═════ DATASET RECORDS ═════

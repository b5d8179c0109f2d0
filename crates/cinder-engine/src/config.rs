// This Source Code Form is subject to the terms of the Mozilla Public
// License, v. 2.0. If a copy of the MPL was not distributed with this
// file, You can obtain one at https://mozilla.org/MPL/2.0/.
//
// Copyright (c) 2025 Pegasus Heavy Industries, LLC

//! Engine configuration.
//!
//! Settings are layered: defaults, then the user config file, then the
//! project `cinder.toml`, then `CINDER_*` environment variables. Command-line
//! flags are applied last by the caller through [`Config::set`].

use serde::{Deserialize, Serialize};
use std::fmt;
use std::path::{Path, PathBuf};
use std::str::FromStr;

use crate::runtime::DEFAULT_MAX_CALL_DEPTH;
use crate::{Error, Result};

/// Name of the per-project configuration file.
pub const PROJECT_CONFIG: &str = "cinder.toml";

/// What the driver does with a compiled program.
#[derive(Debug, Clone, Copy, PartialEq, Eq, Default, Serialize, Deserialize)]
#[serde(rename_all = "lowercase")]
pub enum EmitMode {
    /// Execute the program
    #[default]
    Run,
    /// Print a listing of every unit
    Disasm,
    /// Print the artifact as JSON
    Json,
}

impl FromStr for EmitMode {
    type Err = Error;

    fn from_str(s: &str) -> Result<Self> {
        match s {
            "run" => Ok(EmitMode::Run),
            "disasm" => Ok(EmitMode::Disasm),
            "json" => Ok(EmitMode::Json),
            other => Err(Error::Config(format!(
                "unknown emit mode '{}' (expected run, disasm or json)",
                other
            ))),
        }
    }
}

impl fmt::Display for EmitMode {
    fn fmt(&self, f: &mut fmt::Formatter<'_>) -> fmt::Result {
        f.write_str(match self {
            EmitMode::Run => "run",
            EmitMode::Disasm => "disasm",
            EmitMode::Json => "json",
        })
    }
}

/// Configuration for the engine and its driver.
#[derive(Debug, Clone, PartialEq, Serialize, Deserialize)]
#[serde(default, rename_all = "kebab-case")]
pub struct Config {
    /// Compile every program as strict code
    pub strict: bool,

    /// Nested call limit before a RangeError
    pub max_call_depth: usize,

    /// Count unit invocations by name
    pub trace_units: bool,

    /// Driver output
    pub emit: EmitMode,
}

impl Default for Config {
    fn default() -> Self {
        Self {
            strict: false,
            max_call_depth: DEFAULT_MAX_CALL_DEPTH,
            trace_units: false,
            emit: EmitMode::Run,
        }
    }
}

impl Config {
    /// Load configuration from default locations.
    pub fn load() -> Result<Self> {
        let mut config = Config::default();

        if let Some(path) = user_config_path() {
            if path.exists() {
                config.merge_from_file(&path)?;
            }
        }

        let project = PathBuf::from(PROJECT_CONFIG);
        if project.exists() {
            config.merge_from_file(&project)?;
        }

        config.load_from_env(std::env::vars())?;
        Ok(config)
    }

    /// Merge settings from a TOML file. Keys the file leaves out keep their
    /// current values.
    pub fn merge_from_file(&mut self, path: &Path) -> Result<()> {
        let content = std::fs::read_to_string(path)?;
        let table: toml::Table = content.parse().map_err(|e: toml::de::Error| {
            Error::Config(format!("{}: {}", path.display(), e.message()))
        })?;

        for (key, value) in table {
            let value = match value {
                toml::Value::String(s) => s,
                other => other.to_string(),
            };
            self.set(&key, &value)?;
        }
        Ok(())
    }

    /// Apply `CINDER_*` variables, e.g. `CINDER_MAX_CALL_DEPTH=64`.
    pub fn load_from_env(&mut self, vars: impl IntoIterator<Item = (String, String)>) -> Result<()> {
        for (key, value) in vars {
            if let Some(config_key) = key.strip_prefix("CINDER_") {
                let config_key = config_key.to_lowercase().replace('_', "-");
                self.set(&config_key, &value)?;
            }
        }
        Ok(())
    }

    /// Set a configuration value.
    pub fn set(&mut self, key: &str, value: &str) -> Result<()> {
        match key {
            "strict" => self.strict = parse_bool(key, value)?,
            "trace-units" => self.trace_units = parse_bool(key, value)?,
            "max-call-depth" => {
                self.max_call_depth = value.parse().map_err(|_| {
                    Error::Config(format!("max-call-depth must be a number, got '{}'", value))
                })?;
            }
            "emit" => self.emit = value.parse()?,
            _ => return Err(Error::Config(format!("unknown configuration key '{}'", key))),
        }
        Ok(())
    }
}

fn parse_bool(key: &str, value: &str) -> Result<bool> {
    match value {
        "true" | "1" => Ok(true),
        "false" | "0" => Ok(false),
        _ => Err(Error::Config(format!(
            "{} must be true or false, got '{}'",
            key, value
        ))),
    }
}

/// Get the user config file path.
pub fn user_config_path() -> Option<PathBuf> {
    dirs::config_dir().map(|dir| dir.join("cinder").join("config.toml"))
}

═════
═════ DATASET RECORDS ═════

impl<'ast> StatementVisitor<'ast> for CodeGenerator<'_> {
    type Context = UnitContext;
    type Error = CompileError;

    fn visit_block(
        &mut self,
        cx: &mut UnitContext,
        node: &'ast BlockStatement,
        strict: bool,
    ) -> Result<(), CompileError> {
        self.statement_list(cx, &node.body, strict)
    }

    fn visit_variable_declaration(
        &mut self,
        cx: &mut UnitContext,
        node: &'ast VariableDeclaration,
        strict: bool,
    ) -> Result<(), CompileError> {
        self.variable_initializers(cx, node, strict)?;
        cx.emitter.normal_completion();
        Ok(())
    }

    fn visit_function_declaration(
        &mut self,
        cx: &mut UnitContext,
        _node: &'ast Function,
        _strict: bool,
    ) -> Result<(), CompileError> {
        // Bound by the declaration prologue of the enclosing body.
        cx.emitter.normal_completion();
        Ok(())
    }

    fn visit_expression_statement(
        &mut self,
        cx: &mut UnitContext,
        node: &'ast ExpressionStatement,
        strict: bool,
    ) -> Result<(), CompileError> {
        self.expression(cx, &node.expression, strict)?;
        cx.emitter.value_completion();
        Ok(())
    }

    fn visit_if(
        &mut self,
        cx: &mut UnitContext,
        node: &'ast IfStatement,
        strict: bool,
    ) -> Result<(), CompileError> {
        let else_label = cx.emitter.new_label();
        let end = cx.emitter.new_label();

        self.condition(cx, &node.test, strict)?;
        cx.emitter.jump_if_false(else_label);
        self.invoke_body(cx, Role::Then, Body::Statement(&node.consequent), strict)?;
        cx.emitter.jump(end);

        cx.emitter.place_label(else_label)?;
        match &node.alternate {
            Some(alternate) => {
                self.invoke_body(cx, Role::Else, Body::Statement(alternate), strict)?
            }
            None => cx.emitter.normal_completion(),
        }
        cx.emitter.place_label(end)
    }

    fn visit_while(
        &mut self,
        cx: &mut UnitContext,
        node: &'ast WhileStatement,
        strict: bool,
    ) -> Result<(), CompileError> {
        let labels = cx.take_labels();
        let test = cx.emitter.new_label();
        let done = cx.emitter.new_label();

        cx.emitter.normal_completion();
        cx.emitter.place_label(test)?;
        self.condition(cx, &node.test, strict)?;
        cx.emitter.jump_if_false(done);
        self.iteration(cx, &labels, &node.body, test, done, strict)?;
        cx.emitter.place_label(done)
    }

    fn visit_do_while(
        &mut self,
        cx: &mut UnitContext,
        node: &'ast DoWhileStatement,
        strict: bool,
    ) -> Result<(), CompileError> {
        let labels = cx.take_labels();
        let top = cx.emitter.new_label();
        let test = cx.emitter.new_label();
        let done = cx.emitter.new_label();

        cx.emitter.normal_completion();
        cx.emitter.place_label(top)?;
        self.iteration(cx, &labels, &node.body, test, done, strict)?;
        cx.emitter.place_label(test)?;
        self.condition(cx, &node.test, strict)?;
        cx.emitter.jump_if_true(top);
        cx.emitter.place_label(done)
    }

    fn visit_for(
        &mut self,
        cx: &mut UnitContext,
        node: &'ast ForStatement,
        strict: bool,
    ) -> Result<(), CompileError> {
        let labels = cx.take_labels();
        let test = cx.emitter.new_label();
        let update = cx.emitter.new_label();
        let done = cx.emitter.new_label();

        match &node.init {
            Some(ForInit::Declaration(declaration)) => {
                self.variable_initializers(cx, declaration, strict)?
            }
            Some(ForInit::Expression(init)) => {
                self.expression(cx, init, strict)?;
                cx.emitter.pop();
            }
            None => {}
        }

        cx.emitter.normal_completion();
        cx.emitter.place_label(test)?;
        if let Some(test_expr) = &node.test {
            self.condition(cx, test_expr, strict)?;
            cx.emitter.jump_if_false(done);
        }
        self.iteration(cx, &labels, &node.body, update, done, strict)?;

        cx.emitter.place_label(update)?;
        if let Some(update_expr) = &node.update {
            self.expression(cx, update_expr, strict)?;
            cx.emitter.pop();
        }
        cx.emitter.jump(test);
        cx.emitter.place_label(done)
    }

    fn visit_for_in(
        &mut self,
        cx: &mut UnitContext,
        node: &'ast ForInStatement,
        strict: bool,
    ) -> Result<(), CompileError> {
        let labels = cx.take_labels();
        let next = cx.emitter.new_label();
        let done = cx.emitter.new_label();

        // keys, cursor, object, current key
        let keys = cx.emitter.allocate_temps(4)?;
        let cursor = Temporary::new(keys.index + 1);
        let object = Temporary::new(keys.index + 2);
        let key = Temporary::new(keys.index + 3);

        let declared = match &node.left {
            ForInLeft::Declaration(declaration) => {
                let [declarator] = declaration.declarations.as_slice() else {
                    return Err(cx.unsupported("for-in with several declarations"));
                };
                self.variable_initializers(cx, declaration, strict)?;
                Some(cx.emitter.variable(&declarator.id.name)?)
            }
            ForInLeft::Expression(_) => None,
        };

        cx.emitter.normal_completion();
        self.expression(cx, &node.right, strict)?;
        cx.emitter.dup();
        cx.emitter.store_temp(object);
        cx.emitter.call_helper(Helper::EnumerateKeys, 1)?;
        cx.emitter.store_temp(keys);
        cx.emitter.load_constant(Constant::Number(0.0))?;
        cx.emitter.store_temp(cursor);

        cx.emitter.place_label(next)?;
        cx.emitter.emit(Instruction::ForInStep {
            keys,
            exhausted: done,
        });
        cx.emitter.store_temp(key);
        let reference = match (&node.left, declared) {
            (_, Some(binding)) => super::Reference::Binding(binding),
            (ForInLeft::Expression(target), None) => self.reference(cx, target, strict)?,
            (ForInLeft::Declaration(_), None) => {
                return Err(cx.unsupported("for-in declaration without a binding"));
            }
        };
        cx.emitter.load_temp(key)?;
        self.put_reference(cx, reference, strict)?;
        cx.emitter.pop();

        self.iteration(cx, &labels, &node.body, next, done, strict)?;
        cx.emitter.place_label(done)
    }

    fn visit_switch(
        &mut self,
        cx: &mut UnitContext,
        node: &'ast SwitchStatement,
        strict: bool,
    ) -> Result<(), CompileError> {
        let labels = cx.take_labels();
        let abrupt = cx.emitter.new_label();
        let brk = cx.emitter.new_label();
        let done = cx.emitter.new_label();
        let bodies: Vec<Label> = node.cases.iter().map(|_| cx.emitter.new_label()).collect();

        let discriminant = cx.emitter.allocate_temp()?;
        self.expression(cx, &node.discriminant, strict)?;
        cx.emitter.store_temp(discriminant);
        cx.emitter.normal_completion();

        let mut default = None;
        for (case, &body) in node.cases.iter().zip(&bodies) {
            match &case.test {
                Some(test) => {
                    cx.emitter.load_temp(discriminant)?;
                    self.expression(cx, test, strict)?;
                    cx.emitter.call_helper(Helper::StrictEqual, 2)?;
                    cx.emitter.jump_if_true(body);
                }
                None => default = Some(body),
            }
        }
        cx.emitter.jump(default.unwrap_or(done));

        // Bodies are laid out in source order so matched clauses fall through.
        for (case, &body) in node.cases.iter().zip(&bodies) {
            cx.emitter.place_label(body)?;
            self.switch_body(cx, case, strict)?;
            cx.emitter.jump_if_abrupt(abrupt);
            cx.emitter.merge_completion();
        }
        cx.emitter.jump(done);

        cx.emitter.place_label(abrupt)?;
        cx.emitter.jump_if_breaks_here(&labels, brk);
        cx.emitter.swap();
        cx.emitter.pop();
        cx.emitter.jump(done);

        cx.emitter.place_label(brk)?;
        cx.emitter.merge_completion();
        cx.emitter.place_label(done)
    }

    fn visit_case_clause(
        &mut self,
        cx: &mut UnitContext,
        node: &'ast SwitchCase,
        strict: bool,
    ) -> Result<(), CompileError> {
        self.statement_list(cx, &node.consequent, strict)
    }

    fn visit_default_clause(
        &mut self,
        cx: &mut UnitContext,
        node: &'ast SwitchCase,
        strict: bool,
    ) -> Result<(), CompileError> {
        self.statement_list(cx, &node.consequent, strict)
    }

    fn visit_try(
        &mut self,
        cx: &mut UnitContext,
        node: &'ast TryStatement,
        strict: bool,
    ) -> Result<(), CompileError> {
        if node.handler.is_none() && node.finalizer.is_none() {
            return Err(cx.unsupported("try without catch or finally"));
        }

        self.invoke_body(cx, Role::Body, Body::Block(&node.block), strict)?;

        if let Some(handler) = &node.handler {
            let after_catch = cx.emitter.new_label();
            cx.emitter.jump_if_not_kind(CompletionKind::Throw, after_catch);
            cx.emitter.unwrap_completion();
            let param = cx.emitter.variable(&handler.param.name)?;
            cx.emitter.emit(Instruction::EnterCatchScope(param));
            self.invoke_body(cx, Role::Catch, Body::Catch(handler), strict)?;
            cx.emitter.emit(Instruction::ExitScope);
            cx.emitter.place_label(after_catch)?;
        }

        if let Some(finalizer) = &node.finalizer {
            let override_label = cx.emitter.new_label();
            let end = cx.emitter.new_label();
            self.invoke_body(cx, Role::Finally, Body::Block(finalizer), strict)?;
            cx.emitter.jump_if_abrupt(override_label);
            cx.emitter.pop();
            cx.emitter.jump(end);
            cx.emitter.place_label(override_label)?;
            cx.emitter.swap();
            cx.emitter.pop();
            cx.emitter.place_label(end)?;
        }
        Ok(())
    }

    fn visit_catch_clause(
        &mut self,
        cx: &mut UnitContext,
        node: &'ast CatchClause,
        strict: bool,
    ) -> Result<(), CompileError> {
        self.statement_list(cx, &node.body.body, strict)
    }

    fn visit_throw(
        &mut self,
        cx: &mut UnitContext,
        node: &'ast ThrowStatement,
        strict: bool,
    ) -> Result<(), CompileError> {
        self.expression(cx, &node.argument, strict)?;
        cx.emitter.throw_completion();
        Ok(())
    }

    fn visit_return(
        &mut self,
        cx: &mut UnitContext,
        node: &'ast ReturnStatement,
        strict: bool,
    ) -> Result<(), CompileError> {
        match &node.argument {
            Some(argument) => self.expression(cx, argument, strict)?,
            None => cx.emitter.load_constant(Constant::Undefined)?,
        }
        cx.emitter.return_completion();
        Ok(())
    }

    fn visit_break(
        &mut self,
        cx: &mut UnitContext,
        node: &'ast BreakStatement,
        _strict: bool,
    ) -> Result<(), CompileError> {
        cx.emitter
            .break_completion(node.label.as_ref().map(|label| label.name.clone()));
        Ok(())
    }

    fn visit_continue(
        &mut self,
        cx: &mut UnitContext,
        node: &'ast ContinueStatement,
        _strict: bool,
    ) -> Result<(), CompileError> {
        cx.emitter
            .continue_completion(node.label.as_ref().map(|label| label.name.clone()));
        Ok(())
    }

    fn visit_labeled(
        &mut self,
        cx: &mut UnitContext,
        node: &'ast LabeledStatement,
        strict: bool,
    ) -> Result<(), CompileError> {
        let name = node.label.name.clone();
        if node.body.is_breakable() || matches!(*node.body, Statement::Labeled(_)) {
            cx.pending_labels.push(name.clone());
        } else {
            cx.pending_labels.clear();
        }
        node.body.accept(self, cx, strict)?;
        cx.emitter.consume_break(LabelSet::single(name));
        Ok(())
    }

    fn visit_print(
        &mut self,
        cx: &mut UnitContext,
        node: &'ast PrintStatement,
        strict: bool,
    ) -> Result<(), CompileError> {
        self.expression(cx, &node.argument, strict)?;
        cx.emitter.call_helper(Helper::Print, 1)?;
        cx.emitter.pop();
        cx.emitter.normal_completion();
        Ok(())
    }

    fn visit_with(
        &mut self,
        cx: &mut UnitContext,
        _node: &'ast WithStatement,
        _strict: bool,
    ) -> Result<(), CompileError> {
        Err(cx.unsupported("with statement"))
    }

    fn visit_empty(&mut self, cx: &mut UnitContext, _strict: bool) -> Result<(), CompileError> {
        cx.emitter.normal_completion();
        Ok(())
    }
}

═════
═════ DATASET RECORDS ═════

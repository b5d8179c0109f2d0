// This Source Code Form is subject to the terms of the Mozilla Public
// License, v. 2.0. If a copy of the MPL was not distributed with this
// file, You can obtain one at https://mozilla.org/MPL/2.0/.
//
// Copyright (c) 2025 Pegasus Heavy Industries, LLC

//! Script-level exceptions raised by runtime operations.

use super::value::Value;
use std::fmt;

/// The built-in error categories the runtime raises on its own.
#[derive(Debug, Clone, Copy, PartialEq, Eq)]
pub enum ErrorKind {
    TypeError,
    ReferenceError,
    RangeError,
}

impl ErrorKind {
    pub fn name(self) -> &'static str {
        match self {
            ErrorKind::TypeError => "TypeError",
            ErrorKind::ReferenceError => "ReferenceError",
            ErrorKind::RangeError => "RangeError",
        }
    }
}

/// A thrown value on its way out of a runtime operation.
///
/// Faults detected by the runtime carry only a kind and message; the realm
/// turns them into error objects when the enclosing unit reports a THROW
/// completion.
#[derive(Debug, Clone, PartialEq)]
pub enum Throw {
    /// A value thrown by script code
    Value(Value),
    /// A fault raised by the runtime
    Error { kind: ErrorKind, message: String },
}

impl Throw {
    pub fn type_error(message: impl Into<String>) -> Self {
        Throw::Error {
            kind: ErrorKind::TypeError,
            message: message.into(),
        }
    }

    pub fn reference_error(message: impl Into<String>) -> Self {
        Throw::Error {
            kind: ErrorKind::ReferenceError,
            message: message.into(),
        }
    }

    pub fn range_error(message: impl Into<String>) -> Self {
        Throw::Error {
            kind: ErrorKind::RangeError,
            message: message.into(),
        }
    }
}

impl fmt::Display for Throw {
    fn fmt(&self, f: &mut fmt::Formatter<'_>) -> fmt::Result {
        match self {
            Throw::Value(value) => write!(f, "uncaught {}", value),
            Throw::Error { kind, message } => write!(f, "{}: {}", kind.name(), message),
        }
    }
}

═════

**TASK ITEM:** After locating the line holding "Role::Finally, Body::Block(finalizer), strict)?;" above, output exactly that line and every line after it through the line holding "cx.emitter.place_label(end)?;". Include nothing else.

**TASK RESPONSE:**
            self.invoke_body(cx, Role::Finally, Body::Block(finalizer), strict)?;
            cx.emitter.jump_if_abrupt(override_label);
            cx.emitter.pop();
            cx.emitter.jump(end);
            cx.emitter.place_label(override_label)?;
            cx.emitter.swap();
            cx.emitter.pop();
            cx.emitter.place_label(end)?;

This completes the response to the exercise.